## Problem description
The word "NotFound" marks the lines to copy; find all of them in the entries below.

## Supplied data
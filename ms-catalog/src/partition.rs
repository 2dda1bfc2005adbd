// Copyright 2025 Apache Doris Community
// Licensed under the Apache License, Version 2.0

//! Partition definition and Hive partition naming
//!
//! A partition is addressed by its Hive name, `k1=v1/k2=v2`, built from the
//! owning table's partition keys in declaration order. Keys and values are
//! path-escaped, so the name parses back to exactly the same value tuple.

use crate::column::Column;
use crate::table::{Storage, Table};
use ms_common::constants::{
    HIVE_DEFAULT_PARTITION_VALUE, PRESTO_OFFLINE_KEY, PROTECT_MODE_KEY, PROTECT_MODE_OFFLINE,
};
use ms_common::{MetastoreError, Result};
use serde::{Deserialize, Serialize};
use std::collections::HashMap;

/// Partition metadata
#[derive(Debug, Clone, PartialEq, Eq, Serialize, Deserialize)]
pub struct Partition {
    pub database_name: String,

    pub table_name: String,

    /// One value per partition key of the owning table
    pub values: Vec<String>,

    pub storage: Storage,

    pub columns: Vec<Column>,

    pub parameters: HashMap<String, String>,

    /// Legacy offline state; `None` on catalogs that never modelled it
    pub offline: Option<bool>,
}

impl Partition {
    /// Partition of `table` inheriting its storage format and data columns
    pub fn new(table: &Table, values: Vec<String>, location: impl Into<String>) -> Self {
        Self {
            database_name: table.database_name.clone(),
            table_name: table.table_name.clone(),
            values,
            storage: table.storage.with_location(location),
            columns: table.data_columns.clone(),
            parameters: HashMap::new(),
            offline: None,
        }
    }

    pub fn with_offline(mut self, offline: bool) -> Self {
        self.offline = Some(offline);
        self
    }

    /// Absence of the flag means online
    pub fn is_offline(&self) -> bool {
        self.offline.unwrap_or(false)
    }

    /// Hive name of this partition under `table`'s keys
    pub fn name(&self, table: &Table) -> Result<String> {
        make_partition_name(&table.partition_column_names(), &self.values)
    }
}

/// Offline state carried in legacy partition parameters
pub fn offline_flag_from_parameters(parameters: &HashMap<String, String>) -> Option<bool> {
    let protect_mode = parameters.get(PROTECT_MODE_KEY);
    let presto_offline = parameters.get(PRESTO_OFFLINE_KEY);
    if protect_mode.is_none() && presto_offline.is_none() {
        return None;
    }
    let offline = presto_offline.is_some()
        || protect_mode.map_or(false, |mode| {
            mode.split(',').any(|flag| flag.trim().eq_ignore_ascii_case(PROTECT_MODE_OFFLINE))
        });
    Some(offline)
}

/// Per-key constraint on partition values; `None` matches any value
#[derive(Debug, Clone, PartialEq, Eq, Default, Serialize, Deserialize)]
pub struct PartitionFilter {
    pub parts: Vec<Option<String>>,
}

impl PartitionFilter {
    pub fn new(parts: Vec<Option<String>>) -> Self {
        Self { parts }
    }

    /// Filter matching every partition of a table with `arity` keys
    pub fn all(arity: usize) -> Self {
        Self { parts: vec![None; arity] }
    }

    /// The filter must name every partition key of `table`
    pub fn validate_for(&self, table: &Table) -> Result<()> {
        if self.parts.len() != table.partition_columns.len() {
            return Err(MetastoreError::InvalidArgument(format!(
                "Partition filter has {} parts but table {} has {} partition keys",
                self.parts.len(),
                table.name(),
                table.partition_columns.len()
            )));
        }
        Ok(())
    }

    pub fn matches(&self, values: &[String]) -> bool {
        self.parts.len() == values.len()
            && self
                .parts
                .iter()
                .zip(values)
                .all(|(part, value)| part.as_ref().map_or(true, |p| p == value))
    }
}

fn needs_escape(c: char) -> bool {
    matches!(
        c,
        '\u{01}'..='\u{1F}'
            | '"'
            | '#'
            | '%'
            | '\''
            | '*'
            | '/'
            | ':'
            | '='
            | '?'
            | '\\'
            | '\u{7F}'
            | '{'
            | '['
            | ']'
            | '^'
    )
}

/// Hive path escaping; empty values map to the default partition
pub fn escape_path_name(value: &str) -> String {
    if value.is_empty() {
        return HIVE_DEFAULT_PARTITION_VALUE.to_string();
    }
    let mut escaped = String::with_capacity(value.len());
    for c in value.chars() {
        if needs_escape(c) {
            escaped.push_str(&format!("%{:02X}", c as u32));
        } else {
            escaped.push(c);
        }
    }
    escaped
}

pub fn unescape_path_name(path: &str) -> String {
    let mut out = String::with_capacity(path.len());
    let mut rest = path;
    while let Some(pos) = rest.find('%') {
        out.push_str(&rest[..pos]);
        let digits = &rest.as_bytes()[pos + 1..];
        if digits.len() >= 2 && digits[0].is_ascii_hexdigit() && digits[1].is_ascii_hexdigit() {
            out.push(((hex_value(digits[0]) << 4) | hex_value(digits[1])) as char);
            rest = &rest[pos + 3..];
        } else {
            out.push('%');
            rest = &rest[pos + 1..];
        }
    }
    out.push_str(rest);
    out
}

fn hex_value(digit: u8) -> u8 {
    (digit as char).to_digit(16).unwrap_or(0) as u8
}

/// Build `k1=v1/k2=v2` from ordered keys and values
pub fn make_partition_name(keys: &[String], values: &[String]) -> Result<String> {
    if keys.len() != values.len() {
        return Err(MetastoreError::InvalidArgument(format!(
            "Partition has {} values but {} keys",
            values.len(),
            keys.len()
        )));
    }
    Ok(keys
        .iter()
        .zip(values)
        .map(|(key, value)| format!("{}={}", escape_path_name(key), escape_path_name(value)))
        .collect::<Vec<_>>()
        .join("/"))
}

/// Ordered values encoded in a Hive partition name
pub fn to_partition_values(name: &str) -> Result<Vec<String>> {
    if name.is_empty() {
        return Ok(Vec::new());
    }
    name.split('/')
        .map(|part| {
            part.split_once('=')
                .map(|(_, value)| unescape_path_name(value))
                .ok_or_else(|| {
                    MetastoreError::InvalidArgument(format!("Invalid partition name: {}", name))
                })
        })
        .collect()
}

#[cfg(test)]
mod tests {
    use super::*;

    fn keys(names: &[&str]) -> Vec<String> {
        names.iter().map(|s| s.to_string()).collect()
    }

    #[test]
    fn test_make_partition_name() {
        let name = make_partition_name(&keys(&["ds", "hour"]), &keys(&["2024-01-01", "07"])).unwrap();
        assert_eq!(name, "ds=2024-01-01/hour=07");
        assert!(make_partition_name(&keys(&["ds"]), &keys(&["a", "b"])).is_err());
    }

    #[test]
    fn test_escaping_round_trip() {
        let values = keys(&["a/b=c", "100%", "x:y?"]);
        let name = make_partition_name(&keys(&["k1", "k2", "k3"]), &values).unwrap();
        assert_eq!(name, "k1=a%2Fb%3Dc/k2=100%25/k3=x%3Ay%3F");
        assert_eq!(to_partition_values(&name).unwrap(), values);
    }

    #[test]
    fn test_default_partition_value() {
        let name = make_partition_name(&keys(&["ds"]), &keys(&[""])).unwrap();
        assert_eq!(name, "ds=__HIVE_DEFAULT_PARTITION__");
    }

    #[test]
    fn test_invalid_partition_name() {
        assert!(to_partition_values("ds").is_err());
        assert_eq!(to_partition_values("").unwrap(), Vec::<String>::new());
    }

    #[test]
    fn test_filter_matches() {
        let filter = PartitionFilter::new(vec![Some("2024".to_string()), None]);
        assert!(filter.matches(&keys(&["2024", "01"])));
        assert!(!filter.matches(&keys(&["2023", "01"])));
        assert!(!filter.matches(&keys(&["2024"])));
        assert!(PartitionFilter::all(2).matches(&keys(&["a", "b"])));
    }

    #[test]
    fn test_offline_flag() {
        let mut parameters = HashMap::new();
        assert_eq!(offline_flag_from_parameters(&parameters), None);

        parameters.insert(PROTECT_MODE_KEY.to_string(), "NO_DROP".to_string());
        assert_eq!(offline_flag_from_parameters(&parameters), Some(false));

        parameters.insert(PROTECT_MODE_KEY.to_string(), "NO_DROP,OFFLINE".to_string());
        assert_eq!(offline_flag_from_parameters(&parameters), Some(true));

        let mut parameters = HashMap::new();
        parameters.insert(PRESTO_OFFLINE_KEY.to_string(), "true".to_string());
        assert_eq!(offline_flag_from_parameters(&parameters), Some(true));
    }
}
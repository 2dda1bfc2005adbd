// Copyright 2025 Apache Doris Community
// Licensed under the Apache License, Version 2.0

//! Transport seam to the table-master service
//!
//! The wire protocol belongs to the service and stays behind this trait. A
//! transport is shared by every caller of one master address, so every method
//! takes `&self` and must tolerate concurrent invocation.

use crate::proto::{ColumnStatisticsInfo, DatabaseInfo, PartitionInfo, TableInfo};
use ms_common::MetastoreError;
use std::collections::HashMap;
use thiserror::Error;

#[derive(Error, Debug, Clone, PartialEq, Eq)]
pub enum TransportError {
    /// The service answered that the entity does not exist
    #[error("not found: {0}")]
    NotFound(String),

    /// The service could not be reached or timed out
    #[error("unavailable: {0}")]
    Unavailable(String),

    /// The service answered with something that cannot be decoded
    #[error("malformed response: {0}")]
    Malformed(String),
}

pub type TransportResult<T> = std::result::Result<T, TransportError>;

impl From<TransportError> for MetastoreError {
    fn from(err: TransportError) -> Self {
        match err {
            TransportError::NotFound(what) => MetastoreError::NotFound(what),
            TransportError::Unavailable(reason) => MetastoreError::TransientCatalog(reason),
            TransportError::Malformed(reason) => MetastoreError::CatalogProtocol(reason),
        }
    }
}

pub trait TableMasterTransport: Send + Sync {
    /// Master address this transport is bound to
    fn address(&self) -> &str;

    fn get_all_databases(&self) -> TransportResult<Vec<String>>;

    fn get_database(&self, db_name: &str) -> TransportResult<DatabaseInfo>;

    fn get_all_tables(&self, db_name: &str) -> TransportResult<Vec<String>>;

    fn get_table(&self, db_name: &str, table_name: &str) -> TransportResult<TableInfo>;

    /// All partitions of a table; an unpartitioned table reports none
    fn read_table(&self, db_name: &str, table_name: &str) -> TransportResult<Vec<PartitionInfo>>;

    fn get_table_column_statistics(
        &self,
        db_name: &str,
        table_name: &str,
        columns: &[String],
    ) -> TransportResult<Vec<ColumnStatisticsInfo>>;

    /// Column statistics keyed by partition name
    fn get_partition_column_statistics(
        &self,
        db_name: &str,
        table_name: &str,
        partition_names: &[String],
        columns: &[String],
    ) -> TransportResult<HashMap<String, Vec<ColumnStatisticsInfo>>>;
}
// Copyright 2025 Apache Doris Community
// Licensed under the Apache License, Version 2.0

//! Database definition

use ms_common::utils::normalize_name;
use serde::{Deserialize, Serialize};
use std::collections::HashMap;

/// Kind of principal owning a database
#[derive(Debug, Clone, Copy, PartialEq, Eq, Serialize, Deserialize)]
pub enum PrincipalType {
    User,
    Role,
}

/// Database metadata
#[derive(Debug, Clone, PartialEq, Eq, Serialize, Deserialize)]
pub struct Database {
    /// Database name (lower case)
    pub name: String,

    /// Default location for tables of this database
    pub location: Option<String>,

    pub owner_name: Option<String>,

    pub owner_type: Option<PrincipalType>,

    pub comment: Option<String>,

    pub parameters: HashMap<String, String>,
}

impl Database {
    pub fn new(name: &str) -> Self {
        Self {
            name: normalize_name(name),
            location: None,
            owner_name: None,
            owner_type: None,
            comment: None,
            parameters: HashMap::new(),
        }
    }

    pub fn with_location(mut self, location: impl Into<String>) -> Self {
        self.location = Some(location.into());
        self
    }

    pub fn with_owner(mut self, owner_name: impl Into<String>, owner_type: PrincipalType) -> Self {
        self.owner_name = Some(owner_name.into());
        self.owner_type = Some(owner_type);
        self
    }

    pub fn with_comment(mut self, comment: impl Into<String>) -> Self {
        self.comment = Some(comment.into());
        self
    }
}
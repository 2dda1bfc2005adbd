// Copyright 2025 Apache Doris Community
// Licensed under the Apache License, Version 2.0

//! Mock table master for testing
//!
//! Holds catalog state in memory, counts calls per method and can be told to
//! fail the next N calls with a chosen transport error.

use crate::proto::{ColumnStatisticsInfo, DatabaseInfo, PartitionInfo, TableInfo};
use crate::transport::{TableMasterTransport, TransportError, TransportResult};
use dashmap::DashMap;
use parking_lot::{Mutex, RwLock};
use std::collections::{BTreeMap, HashMap, VecDeque};

#[derive(Default)]
struct MockTable {
    info: TableInfo,
    partitions: Vec<PartitionInfo>,
    column_statistics: Vec<ColumnStatisticsInfo>,
    partition_column_statistics: HashMap<String, Vec<ColumnStatisticsInfo>>,
}

struct MockDatabase {
    info: DatabaseInfo,
    tables: BTreeMap<String, MockTable>,
}

pub struct MockTableMaster {
    address: String,
    databases: RwLock<BTreeMap<String, MockDatabase>>,

    /// Errors returned by the next calls, in order
    failures: Mutex<VecDeque<TransportError>>,

    /// Method name -> invocation count
    calls: DashMap<&'static str, usize>,
}

fn key(name: &str) -> String {
    name.to_lowercase()
}

impl MockTableMaster {
    pub fn new(address: &str) -> Self {
        Self {
            address: address.to_string(),
            databases: RwLock::new(BTreeMap::new()),
            failures: Mutex::new(VecDeque::new()),
            calls: DashMap::new(),
        }
    }

    pub fn add_database(&self, info: DatabaseInfo) {
        self.databases.write().insert(
            key(&info.db_name),
            MockDatabase {
                info,
                tables: BTreeMap::new(),
            },
        );
    }

    /// Add a table, creating its database if needed
    pub fn add_table(&self, info: TableInfo) {
        let mut databases = self.databases.write();
        let database = databases.entry(key(&info.db_name)).or_insert_with(|| MockDatabase {
            info: DatabaseInfo {
                db_name: info.db_name.clone(),
                ..DatabaseInfo::default()
            },
            tables: BTreeMap::new(),
        });
        database.tables.insert(
            key(&info.table_name),
            MockTable {
                info,
                ..MockTable::default()
            },
        );
    }

    /// Add a partition to an existing table; returns false if the table is unknown
    pub fn add_partition(&self, info: PartitionInfo) -> bool {
        self.with_table(&info.db_name.clone(), &info.table_name.clone(), |table| {
            table.partitions.push(info)
        })
    }

    pub fn set_table_column_statistics(
        &self,
        db_name: &str,
        table_name: &str,
        statistics: Vec<ColumnStatisticsInfo>,
    ) -> bool {
        self.with_table(db_name, table_name, |table| table.column_statistics = statistics)
    }

    pub fn set_partition_column_statistics(
        &self,
        db_name: &str,
        table_name: &str,
        partition_name: &str,
        statistics: Vec<ColumnStatisticsInfo>,
    ) -> bool {
        self.with_table(db_name, table_name, |table| {
            table
                .partition_column_statistics
                .insert(partition_name.to_string(), statistics);
        })
    }

    fn with_table(&self, db_name: &str, table_name: &str, f: impl FnOnce(&mut MockTable)) -> bool {
        let mut databases = self.databases.write();
        match databases
            .get_mut(&key(db_name))
            .and_then(|db| db.tables.get_mut(&key(table_name)))
        {
            Some(table) => {
                f(table);
                true
            }
            None => false,
        }
    }

    /// Fail the next `count` calls with `error`
    pub fn inject_failures(&self, count: usize, error: TransportError) {
        let mut failures = self.failures.lock();
        for _ in 0..count {
            failures.push_back(error.clone());
        }
    }

    /// Calls made to `method`, failed ones included
    pub fn call_count(&self, method: &str) -> usize {
        self.calls.get(method).map(|count| *count).unwrap_or(0)
    }

    pub fn total_calls(&self) -> usize {
        self.calls.iter().map(|entry| *entry.value()).sum()
    }

    fn record(&self, method: &'static str) -> TransportResult<()> {
        *self.calls.entry(method).or_insert(0) += 1;
        match self.failures.lock().pop_front() {
            Some(error) => Err(error),
            None => Ok(()),
        }
    }

    fn read_table_state<T>(
        &self,
        db_name: &str,
        table_name: &str,
        f: impl FnOnce(&MockTable) -> T,
    ) -> TransportResult<T> {
        let databases = self.databases.read();
        databases
            .get(&key(db_name))
            .and_then(|db| db.tables.get(&key(table_name)))
            .map(f)
            .ok_or_else(|| TransportError::NotFound(format!("table {}.{}", db_name, table_name)))
    }
}

impl TableMasterTransport for MockTableMaster {
    fn address(&self) -> &str {
        &self.address
    }

    fn get_all_databases(&self) -> TransportResult<Vec<String>> {
        self.record("get_all_databases")?;
        Ok(self
            .databases
            .read()
            .values()
            .map(|db| db.info.db_name.clone())
            .collect())
    }

    fn get_database(&self, db_name: &str) -> TransportResult<DatabaseInfo> {
        self.record("get_database")?;
        self.databases
            .read()
            .get(&key(db_name))
            .map(|db| db.info.clone())
            .ok_or_else(|| TransportError::NotFound(format!("database {}", db_name)))
    }

    fn get_all_tables(&self, db_name: &str) -> TransportResult<Vec<String>> {
        self.record("get_all_tables")?;
        self.databases
            .read()
            .get(&key(db_name))
            .map(|db| db.tables.values().map(|t| t.info.table_name.clone()).collect())
            .ok_or_else(|| TransportError::NotFound(format!("database {}", db_name)))
    }

    fn get_table(&self, db_name: &str, table_name: &str) -> TransportResult<TableInfo> {
        self.record("get_table")?;
        self.read_table_state(db_name, table_name, |table| table.info.clone())
    }

    fn read_table(&self, db_name: &str, table_name: &str) -> TransportResult<Vec<PartitionInfo>> {
        self.record("read_table")?;
        self.read_table_state(db_name, table_name, |table| table.partitions.clone())
    }

    fn get_table_column_statistics(
        &self,
        db_name: &str,
        table_name: &str,
        columns: &[String],
    ) -> TransportResult<Vec<ColumnStatisticsInfo>> {
        self.record("get_table_column_statistics")?;
        self.read_table_state(db_name, table_name, |table| {
            table
                .column_statistics
                .iter()
                .filter(|s| columns.iter().any(|c| c.eq_ignore_ascii_case(&s.col_name)))
                .cloned()
                .collect()
        })
    }

    fn get_partition_column_statistics(
        &self,
        db_name: &str,
        table_name: &str,
        partition_names: &[String],
        columns: &[String],
    ) -> TransportResult<HashMap<String, Vec<ColumnStatisticsInfo>>> {
        self.record("get_partition_column_statistics")?;
        self.read_table_state(db_name, table_name, |table| {
            partition_names
                .iter()
                .filter_map(|name| {
                    table.partition_column_statistics.get(name).map(|stats| {
                        let selected = stats
                            .iter()
                            .filter(|s| columns.iter().any(|c| c.eq_ignore_ascii_case(&s.col_name)))
                            .cloned()
                            .collect();
                        (name.clone(), selected)
                    })
                })
                .collect()
        })
    }
}
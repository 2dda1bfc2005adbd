// Copyright 2025 Apache Doris Community
// Licensed under the Apache License, Version 2.0

//! Constants used throughout the metastore layer

/// Partition value stored for null or empty partition keys
pub const HIVE_DEFAULT_PARTITION_VALUE: &str = "__HIVE_DEFAULT_PARTITION__";

/// Name of the implicit partition of an unpartitioned table
pub const UNPARTITIONED_PARTITION_NAME: &str = "<UNPARTITIONED>";

/// Legacy protect-mode parameter key
pub const PROTECT_MODE_KEY: &str = "PROTECT_MODE";

/// Protect-mode flag marking a partition offline
pub const PROTECT_MODE_OFFLINE: &str = "OFFLINE";

/// Engine-managed offline marker parameter
pub const PRESTO_OFFLINE_KEY: &str = "presto_offline";

/// First Hive major version without `ALTER TABLE .. ENABLE OFFLINE`
pub const OFFLINE_PARTITIONS_REMOVED_IN_MAJOR: u32 = 2;

/// Basic statistics parameter keys
pub const NUM_FILES: &str = "numFiles";
pub const NUM_ROWS: &str = "numRows";
pub const RAW_DATA_SIZE: &str = "rawDataSize";
pub const TOTAL_SIZE: &str = "totalSize";

/// Table comment parameter key
pub const TABLE_COMMENT: &str = "comment";

/// Maximum database name length
pub const MAX_DATABASE_NAME_LENGTH: usize = 128;

/// Maximum table name length
pub const MAX_TABLE_NAME_LENGTH: usize = 128;

/// Default maximum bytes covered by one split
pub const DEFAULT_MAX_SPLIT_SIZE: &str = "64MB";

/// Default number of partitions loaded per metastore round trip
pub const DEFAULT_PARTITION_BATCH_SIZE: usize = 100;

/// Default retry policy for transient catalog failures
pub const DEFAULT_RETRY_MAX_ATTEMPTS: usize = 3;
pub const DEFAULT_RETRY_MIN_DELAY_MS: u64 = 100;
pub const DEFAULT_RETRY_MAX_DELAY_MS: u64 = 2000;
// Copyright 2025 Apache Doris Community
// Licensed under the Apache License, Version 2.0

//! Column definition

use ms_common::HiveType;
use serde::{Deserialize, Serialize};

/// Column metadata
#[derive(Debug, Clone, Serialize, Deserialize, PartialEq, Eq)]
pub struct Column {
    /// Column name
    pub name: String,

    /// Data type
    pub column_type: HiveType,

    /// Comment
    pub comment: Option<String>,
}

impl Column {
    pub fn new(name: impl Into<String>, column_type: HiveType) -> Self {
        Self {
            name: name.into(),
            column_type,
            comment: None,
        }
    }

    /// Set comment
    pub fn with_comment(mut self, comment: impl Into<String>) -> Self {
        self.comment = Some(comment.into());
        self
    }
}
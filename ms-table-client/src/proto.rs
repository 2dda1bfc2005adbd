// Copyright 2025 Apache Doris Community
// Licensed under the Apache License, Version 2.0

//! Native response shapes of the table-master catalog service
//!
//! These mirror what the service returns, before any validation. Names are as
//! the service stores them and column types are unparsed Hive type strings.

use serde::{Deserialize, Serialize};
use std::collections::HashMap;

/// Table type marker for managed tables
pub const MANAGED_TABLE: &str = "MANAGED_TABLE";
pub const EXTERNAL_TABLE: &str = "EXTERNAL_TABLE";
pub const VIRTUAL_VIEW: &str = "VIRTUAL_VIEW";

#[derive(Debug, Clone, PartialEq, Default, Serialize, Deserialize)]
pub struct FieldSchema {
    pub name: String,

    /// Hive type string, e.g. `decimal(10,2)` or `map<string,int>`
    #[serde(rename = "type")]
    pub type_name: String,

    pub comment: Option<String>,
}

impl FieldSchema {
    pub fn new(name: &str, type_name: &str) -> Self {
        Self {
            name: name.to_string(),
            type_name: type_name.to_string(),
            comment: None,
        }
    }
}

/// Physical layout of a table or partition
#[derive(Debug, Clone, PartialEq, Default, Serialize, Deserialize)]
pub struct LayoutInfo {
    pub serde: String,
    pub input_format: String,
    pub output_format: String,
    pub location: String,
    pub serde_parameters: HashMap<String, String>,
}

#[derive(Debug, Clone, PartialEq, Default, Serialize, Deserialize)]
pub struct DatabaseInfo {
    pub db_name: String,
    pub location: Option<String>,
    pub owner_name: Option<String>,

    /// `USER` or `ROLE`
    pub owner_type: Option<String>,
    pub comment: Option<String>,
    pub parameters: HashMap<String, String>,
}

#[derive(Debug, Clone, PartialEq, Default, Serialize, Deserialize)]
pub struct TableInfo {
    pub db_name: String,
    pub table_name: String,
    pub owner: Option<String>,
    pub table_type: String,
    pub schema: Vec<FieldSchema>,

    /// Partition keys in declaration order
    pub partition_cols: Vec<FieldSchema>,
    pub layout: LayoutInfo,
    pub parameters: HashMap<String, String>,
    pub view_original_text: Option<String>,
    pub view_expanded_text: Option<String>,
}

#[derive(Debug, Clone, PartialEq, Default, Serialize, Deserialize)]
pub struct PartitionInfo {
    pub db_name: String,
    pub table_name: String,

    /// Hive partition name as reported by the service
    pub part_name: String,
    pub values: Vec<String>,
    pub data_cols: Vec<FieldSchema>,
    pub layout: LayoutInfo,
    pub parameters: HashMap<String, String>,
}

/// Per-type column statistics payload
#[derive(Debug, Clone, PartialEq, Serialize, Deserialize)]
pub enum ColumnStatisticsData {
    Boolean {
        num_trues: Option<i64>,
        num_falses: Option<i64>,
        num_nulls: Option<i64>,
    },
    Long {
        low_value: Option<i64>,
        high_value: Option<i64>,
        num_nulls: Option<i64>,
        num_distincts: Option<i64>,
    },
    Double {
        low_value: Option<f64>,
        high_value: Option<f64>,
        num_nulls: Option<i64>,
        num_distincts: Option<i64>,
    },
    String {
        max_col_len: Option<i64>,
        avg_col_len: Option<f64>,
        num_nulls: Option<i64>,
        num_distincts: Option<i64>,
    },
    Binary {
        max_col_len: Option<i64>,
        num_nulls: Option<i64>,
    },
}

#[derive(Debug, Clone, PartialEq, Serialize, Deserialize)]
pub struct ColumnStatisticsInfo {
    pub col_name: String,
    pub col_type: String,
    pub data: ColumnStatisticsData,
}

## Your solution
    NotFound(String),
            TransportError::NotFound(what) => MetastoreError::NotFound(what),
            .ok_or_else(|| TransportError::NotFound(format!("table {}.{}", db_name, table_name)))
            .ok_or_else(|| TransportError::NotFound(format!("database {}", db_name)))
            .ok_or_else(|| TransportError::NotFound(format!("database {}", db_name)))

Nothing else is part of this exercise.